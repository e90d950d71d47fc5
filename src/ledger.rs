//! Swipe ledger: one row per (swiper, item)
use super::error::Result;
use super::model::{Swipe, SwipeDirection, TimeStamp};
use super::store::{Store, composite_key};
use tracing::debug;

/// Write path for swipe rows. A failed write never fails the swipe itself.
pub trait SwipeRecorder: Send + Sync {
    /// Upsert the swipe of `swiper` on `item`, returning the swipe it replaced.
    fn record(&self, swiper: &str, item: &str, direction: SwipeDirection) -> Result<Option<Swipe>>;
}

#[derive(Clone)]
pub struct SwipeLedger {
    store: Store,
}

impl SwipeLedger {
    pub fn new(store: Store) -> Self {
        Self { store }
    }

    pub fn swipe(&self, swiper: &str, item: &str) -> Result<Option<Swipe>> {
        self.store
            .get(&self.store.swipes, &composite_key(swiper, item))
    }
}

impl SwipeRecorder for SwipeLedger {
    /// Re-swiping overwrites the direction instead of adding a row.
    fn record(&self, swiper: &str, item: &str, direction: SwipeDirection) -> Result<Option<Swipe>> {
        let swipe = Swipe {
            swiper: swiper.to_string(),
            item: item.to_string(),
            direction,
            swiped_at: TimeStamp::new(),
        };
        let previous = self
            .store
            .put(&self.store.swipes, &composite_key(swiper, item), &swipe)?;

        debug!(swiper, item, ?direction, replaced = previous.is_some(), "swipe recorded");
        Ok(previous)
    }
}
===
### BRIEF
Start at the first line of the material. Reproduce every line exactly, ending with the line that holds "pub trait SwipeRecorder: Send".

### FINISHED TASK
repository e90d950d71d47fc5
filename src/ledger.rs
//! Swipe ledger: one row per (swiper, item)
use super::error::Result;
use super::model::{Swipe, SwipeDirection, TimeStamp};
use super::store::{Store, composite_key};
use tracing::debug;

/// Write path for swipe rows. A failed write never fails the swipe itself.
pub trait SwipeRecorder: Send + Sync {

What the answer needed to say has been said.